* Instructions to follow: Below are entries. Copy exactly the lines running from the line that holds "fn morph_core(f: &mut" to the line that holds "let cores = f.context.cores().unwrap();", with both ends included.

* Information supplied:
---*---

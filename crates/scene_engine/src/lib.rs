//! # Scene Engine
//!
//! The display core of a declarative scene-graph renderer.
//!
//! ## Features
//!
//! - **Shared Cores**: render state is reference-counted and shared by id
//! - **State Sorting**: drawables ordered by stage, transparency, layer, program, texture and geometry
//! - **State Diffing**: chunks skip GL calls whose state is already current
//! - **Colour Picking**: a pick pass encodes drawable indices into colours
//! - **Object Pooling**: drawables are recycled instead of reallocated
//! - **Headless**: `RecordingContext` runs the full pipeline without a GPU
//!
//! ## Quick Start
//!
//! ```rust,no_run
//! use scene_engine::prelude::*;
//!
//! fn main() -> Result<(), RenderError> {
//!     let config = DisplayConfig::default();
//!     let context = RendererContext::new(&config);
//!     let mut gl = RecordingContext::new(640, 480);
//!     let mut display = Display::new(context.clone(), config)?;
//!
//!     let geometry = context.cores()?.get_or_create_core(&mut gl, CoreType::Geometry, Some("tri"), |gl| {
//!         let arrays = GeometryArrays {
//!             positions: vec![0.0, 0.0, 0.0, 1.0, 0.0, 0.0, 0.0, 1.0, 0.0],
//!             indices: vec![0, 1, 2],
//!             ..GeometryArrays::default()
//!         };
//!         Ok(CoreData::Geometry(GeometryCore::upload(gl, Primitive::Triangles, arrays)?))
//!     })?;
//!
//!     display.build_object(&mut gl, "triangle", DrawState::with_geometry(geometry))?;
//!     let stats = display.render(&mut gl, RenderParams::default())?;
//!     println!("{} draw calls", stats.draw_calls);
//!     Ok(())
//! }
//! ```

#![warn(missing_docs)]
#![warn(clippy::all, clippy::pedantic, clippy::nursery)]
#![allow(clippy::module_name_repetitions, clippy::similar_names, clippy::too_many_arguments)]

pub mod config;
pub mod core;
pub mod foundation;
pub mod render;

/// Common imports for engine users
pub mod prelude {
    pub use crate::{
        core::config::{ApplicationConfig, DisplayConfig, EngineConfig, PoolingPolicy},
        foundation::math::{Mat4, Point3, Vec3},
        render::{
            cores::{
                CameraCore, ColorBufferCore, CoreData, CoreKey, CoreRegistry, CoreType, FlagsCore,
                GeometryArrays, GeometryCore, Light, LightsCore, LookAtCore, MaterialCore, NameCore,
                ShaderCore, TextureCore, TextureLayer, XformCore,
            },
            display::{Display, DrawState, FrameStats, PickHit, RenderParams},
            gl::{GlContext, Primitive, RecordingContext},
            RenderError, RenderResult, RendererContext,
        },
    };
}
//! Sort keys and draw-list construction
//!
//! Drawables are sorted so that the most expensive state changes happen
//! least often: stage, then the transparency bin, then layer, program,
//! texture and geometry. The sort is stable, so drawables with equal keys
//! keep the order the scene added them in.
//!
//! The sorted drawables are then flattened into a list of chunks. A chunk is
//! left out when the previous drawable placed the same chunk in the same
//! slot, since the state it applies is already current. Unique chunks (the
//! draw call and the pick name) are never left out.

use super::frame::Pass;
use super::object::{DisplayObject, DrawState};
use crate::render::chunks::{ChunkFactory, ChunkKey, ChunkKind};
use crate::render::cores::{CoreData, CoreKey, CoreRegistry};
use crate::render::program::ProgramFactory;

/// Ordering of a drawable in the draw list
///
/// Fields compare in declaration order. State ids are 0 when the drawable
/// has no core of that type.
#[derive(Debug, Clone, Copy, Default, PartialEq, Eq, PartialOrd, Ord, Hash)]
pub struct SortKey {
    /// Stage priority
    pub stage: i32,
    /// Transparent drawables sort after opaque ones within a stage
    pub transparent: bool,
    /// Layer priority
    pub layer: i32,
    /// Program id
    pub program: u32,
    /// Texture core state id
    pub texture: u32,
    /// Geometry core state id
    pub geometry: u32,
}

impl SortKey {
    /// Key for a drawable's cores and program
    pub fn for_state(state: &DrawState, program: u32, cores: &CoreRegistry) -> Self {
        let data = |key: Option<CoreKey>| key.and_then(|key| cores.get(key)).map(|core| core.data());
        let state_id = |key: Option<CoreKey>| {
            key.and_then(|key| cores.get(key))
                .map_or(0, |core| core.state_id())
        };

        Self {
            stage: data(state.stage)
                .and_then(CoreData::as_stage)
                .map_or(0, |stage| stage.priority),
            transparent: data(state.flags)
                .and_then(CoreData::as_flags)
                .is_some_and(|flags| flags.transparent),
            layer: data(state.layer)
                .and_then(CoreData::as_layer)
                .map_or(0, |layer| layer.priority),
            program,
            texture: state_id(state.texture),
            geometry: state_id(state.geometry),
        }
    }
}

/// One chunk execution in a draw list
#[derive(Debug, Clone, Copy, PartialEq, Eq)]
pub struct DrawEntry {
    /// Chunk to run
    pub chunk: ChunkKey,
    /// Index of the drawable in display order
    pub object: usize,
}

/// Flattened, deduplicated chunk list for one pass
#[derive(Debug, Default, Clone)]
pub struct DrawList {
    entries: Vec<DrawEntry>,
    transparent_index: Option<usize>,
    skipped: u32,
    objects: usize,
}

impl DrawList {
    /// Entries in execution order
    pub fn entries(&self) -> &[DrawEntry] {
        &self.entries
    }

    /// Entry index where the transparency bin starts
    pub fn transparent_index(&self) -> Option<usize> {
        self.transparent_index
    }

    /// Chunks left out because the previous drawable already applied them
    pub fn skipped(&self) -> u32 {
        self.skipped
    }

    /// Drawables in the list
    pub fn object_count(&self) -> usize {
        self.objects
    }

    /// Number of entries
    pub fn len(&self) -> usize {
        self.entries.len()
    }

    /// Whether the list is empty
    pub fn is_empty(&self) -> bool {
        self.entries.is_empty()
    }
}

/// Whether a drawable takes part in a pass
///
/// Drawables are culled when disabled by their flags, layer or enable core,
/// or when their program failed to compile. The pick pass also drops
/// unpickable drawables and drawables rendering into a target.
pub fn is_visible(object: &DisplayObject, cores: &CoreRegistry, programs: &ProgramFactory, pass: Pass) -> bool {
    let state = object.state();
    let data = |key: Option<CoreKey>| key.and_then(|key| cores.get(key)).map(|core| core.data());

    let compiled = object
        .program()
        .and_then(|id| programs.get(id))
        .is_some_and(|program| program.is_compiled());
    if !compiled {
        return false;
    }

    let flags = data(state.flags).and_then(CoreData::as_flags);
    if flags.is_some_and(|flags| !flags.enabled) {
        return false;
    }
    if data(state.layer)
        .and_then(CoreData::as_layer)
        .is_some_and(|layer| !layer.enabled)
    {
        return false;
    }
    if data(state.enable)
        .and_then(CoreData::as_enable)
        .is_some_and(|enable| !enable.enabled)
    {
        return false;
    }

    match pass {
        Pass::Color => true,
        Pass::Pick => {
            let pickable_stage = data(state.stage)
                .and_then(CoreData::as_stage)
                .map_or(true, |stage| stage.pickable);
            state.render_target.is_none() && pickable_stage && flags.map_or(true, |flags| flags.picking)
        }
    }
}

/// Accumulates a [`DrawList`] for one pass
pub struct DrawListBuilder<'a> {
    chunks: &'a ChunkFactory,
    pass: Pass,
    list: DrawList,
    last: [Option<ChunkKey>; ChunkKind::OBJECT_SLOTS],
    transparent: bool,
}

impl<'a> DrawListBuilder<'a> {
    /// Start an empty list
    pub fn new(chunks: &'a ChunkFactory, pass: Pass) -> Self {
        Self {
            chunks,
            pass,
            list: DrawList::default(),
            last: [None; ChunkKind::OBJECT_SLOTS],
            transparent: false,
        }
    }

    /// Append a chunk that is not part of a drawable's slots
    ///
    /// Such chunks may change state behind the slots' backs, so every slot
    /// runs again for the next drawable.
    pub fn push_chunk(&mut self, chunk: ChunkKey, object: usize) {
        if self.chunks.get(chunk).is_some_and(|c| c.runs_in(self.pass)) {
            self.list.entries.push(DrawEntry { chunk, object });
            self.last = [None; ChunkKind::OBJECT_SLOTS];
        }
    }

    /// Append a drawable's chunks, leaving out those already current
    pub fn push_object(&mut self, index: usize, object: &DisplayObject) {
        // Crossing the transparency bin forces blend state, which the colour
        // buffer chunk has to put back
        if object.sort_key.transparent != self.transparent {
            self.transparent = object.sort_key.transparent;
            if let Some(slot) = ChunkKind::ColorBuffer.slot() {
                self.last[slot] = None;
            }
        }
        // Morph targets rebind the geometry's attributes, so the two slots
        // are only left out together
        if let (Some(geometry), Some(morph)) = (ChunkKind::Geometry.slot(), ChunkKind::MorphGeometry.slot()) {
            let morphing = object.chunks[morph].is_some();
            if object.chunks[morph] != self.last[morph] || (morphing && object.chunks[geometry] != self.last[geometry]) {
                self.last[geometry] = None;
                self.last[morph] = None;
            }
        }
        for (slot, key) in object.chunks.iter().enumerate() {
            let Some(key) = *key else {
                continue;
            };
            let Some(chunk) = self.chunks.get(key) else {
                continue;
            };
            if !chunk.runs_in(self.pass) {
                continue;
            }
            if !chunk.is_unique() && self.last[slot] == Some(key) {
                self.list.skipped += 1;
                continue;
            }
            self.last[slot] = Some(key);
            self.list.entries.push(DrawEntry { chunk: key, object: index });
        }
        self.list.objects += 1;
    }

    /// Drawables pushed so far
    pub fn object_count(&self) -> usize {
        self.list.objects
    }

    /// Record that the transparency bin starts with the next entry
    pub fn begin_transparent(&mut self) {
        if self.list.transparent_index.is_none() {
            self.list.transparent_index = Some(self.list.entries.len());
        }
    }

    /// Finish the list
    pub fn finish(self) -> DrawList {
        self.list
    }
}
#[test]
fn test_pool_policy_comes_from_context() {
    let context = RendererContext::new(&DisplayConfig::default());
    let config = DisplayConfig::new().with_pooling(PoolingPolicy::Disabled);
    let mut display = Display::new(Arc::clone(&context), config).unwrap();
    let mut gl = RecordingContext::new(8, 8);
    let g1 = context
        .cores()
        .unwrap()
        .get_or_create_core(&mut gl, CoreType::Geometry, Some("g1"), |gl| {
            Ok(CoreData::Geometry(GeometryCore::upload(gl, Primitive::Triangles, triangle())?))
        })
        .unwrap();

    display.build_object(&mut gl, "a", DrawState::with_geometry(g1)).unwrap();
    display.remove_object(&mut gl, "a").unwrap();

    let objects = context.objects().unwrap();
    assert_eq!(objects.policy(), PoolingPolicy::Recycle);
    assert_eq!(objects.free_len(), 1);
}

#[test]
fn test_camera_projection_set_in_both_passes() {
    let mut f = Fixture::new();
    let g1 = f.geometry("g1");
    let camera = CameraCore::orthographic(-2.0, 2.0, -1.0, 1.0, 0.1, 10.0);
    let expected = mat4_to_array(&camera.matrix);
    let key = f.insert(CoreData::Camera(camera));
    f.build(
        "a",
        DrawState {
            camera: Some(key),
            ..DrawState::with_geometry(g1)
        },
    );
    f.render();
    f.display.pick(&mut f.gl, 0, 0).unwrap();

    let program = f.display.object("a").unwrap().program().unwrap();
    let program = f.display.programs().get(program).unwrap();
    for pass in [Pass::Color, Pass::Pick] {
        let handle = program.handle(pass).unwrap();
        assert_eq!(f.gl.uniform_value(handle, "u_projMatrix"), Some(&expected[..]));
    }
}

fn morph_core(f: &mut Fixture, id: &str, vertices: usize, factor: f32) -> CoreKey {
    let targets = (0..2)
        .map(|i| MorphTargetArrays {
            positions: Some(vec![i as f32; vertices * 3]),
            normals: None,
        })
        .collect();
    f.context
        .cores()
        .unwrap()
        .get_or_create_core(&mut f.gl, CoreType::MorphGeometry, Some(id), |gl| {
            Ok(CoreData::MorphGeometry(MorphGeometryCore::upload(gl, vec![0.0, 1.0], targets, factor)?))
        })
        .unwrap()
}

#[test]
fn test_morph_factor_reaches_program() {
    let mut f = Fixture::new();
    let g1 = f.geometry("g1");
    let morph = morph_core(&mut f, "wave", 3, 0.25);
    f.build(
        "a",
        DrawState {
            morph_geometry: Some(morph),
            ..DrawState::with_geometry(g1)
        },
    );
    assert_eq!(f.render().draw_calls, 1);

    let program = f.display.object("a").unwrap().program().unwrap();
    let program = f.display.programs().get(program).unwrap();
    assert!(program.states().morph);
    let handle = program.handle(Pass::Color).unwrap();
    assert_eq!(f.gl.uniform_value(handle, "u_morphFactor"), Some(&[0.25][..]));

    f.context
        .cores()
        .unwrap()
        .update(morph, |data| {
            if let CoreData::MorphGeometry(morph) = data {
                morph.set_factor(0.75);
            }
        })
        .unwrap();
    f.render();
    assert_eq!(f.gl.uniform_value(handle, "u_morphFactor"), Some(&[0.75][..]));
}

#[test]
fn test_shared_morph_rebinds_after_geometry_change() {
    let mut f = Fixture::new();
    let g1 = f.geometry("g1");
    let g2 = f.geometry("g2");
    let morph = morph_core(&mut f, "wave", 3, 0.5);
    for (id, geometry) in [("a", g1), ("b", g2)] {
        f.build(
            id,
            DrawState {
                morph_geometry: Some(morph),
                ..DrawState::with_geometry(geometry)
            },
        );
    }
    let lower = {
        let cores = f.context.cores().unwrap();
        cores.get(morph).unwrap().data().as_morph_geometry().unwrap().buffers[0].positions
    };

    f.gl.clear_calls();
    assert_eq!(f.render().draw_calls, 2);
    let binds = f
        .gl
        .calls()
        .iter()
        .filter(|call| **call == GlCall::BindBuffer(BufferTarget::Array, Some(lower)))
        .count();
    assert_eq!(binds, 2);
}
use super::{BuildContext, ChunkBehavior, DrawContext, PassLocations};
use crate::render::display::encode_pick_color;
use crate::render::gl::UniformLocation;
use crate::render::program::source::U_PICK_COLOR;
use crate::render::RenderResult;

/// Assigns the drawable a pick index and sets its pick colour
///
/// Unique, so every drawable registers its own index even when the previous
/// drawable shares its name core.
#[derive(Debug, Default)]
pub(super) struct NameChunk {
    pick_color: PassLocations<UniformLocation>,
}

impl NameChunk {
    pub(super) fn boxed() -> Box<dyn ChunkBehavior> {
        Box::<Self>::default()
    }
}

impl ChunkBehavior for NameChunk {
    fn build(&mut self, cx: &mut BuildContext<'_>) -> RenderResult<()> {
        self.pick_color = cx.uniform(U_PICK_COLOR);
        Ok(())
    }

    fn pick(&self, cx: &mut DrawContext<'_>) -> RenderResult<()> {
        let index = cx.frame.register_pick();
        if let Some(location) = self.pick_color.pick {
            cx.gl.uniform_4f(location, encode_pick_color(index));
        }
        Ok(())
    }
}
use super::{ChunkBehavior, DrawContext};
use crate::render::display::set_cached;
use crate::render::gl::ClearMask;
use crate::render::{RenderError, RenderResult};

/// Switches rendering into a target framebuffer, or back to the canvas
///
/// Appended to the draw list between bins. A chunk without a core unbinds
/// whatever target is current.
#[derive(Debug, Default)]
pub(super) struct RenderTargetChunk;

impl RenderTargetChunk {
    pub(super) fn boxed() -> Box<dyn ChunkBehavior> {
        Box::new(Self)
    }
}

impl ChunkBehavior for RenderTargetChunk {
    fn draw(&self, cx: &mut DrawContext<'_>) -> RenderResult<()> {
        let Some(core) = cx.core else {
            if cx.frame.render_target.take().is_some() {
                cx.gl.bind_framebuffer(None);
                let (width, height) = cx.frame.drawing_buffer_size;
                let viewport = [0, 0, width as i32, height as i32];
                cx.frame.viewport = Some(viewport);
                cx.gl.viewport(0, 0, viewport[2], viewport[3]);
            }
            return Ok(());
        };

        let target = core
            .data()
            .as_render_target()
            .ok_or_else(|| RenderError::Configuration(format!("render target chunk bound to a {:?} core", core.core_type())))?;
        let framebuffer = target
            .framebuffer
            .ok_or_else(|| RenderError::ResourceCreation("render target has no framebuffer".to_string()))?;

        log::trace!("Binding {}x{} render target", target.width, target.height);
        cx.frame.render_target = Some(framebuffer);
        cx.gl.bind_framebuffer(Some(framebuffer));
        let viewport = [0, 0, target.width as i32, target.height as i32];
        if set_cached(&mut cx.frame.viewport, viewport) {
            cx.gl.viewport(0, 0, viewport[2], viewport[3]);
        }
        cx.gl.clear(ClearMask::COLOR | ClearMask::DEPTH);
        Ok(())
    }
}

---*---

* Exercise output:
fn morph_core(f: &mut Fixture, id: &str, vertices: usize, factor: f32) -> CoreKey {
    let targets = (0..2)
        .map(|i| MorphTargetArrays {
            positions: Some(vec![i as f32; vertices * 3]),
            normals: None,
        })
        .collect();
    f.context
        .cores()
        .unwrap()
        .get_or_create_core(&mut f.gl, CoreType::MorphGeometry, Some(id), |gl| {
            Ok(CoreData::MorphGeometry(MorphGeometryCore::upload(gl, vec![0.0, 1.0], targets, factor)?))
        })
        .unwrap()
}

#[test]
fn test_morph_factor_reaches_program() {
    let mut f = Fixture::new();
    let g1 = f.geometry("g1");
    let morph = morph_core(&mut f, "wave", 3, 0.25);
    f.build(
        "a",
        DrawState {
            morph_geometry: Some(morph),
            ..DrawState::with_geometry(g1)
        },
    );
    assert_eq!(f.render().draw_calls, 1);

    let program = f.display.object("a").unwrap().program().unwrap();
    let program = f.display.programs().get(program).unwrap();
    assert!(program.states().morph);
    let handle = program.handle(Pass::Color).unwrap();
    assert_eq!(f.gl.uniform_value(handle, "u_morphFactor"), Some(&[0.25][..]));

    f.context
        .cores()
        .unwrap()
        .update(morph, |data| {
            if let CoreData::MorphGeometry(morph) = data {
                morph.set_factor(0.75);
            }
        })
        .unwrap();
    f.render();
    assert_eq!(f.gl.uniform_value(handle, "u_morphFactor"), Some(&[0.75][..]));
}

#[test]
fn test_shared_morph_rebinds_after_geometry_change() {
    let mut f = Fixture::new();
    let g1 = f.geometry("g1");
    let g2 = f.geometry("g2");
    let morph = morph_core(&mut f, "wave", 3, 0.5);
    for (id, geometry) in [("a", g1), ("b", g2)] {
        f.build(
            id,
            DrawState {
                morph_geometry: Some(morph),
                ..DrawState::with_geometry(geometry)
            },
        );
    }
    let lower = {
        let cores = f.context.cores().unwrap();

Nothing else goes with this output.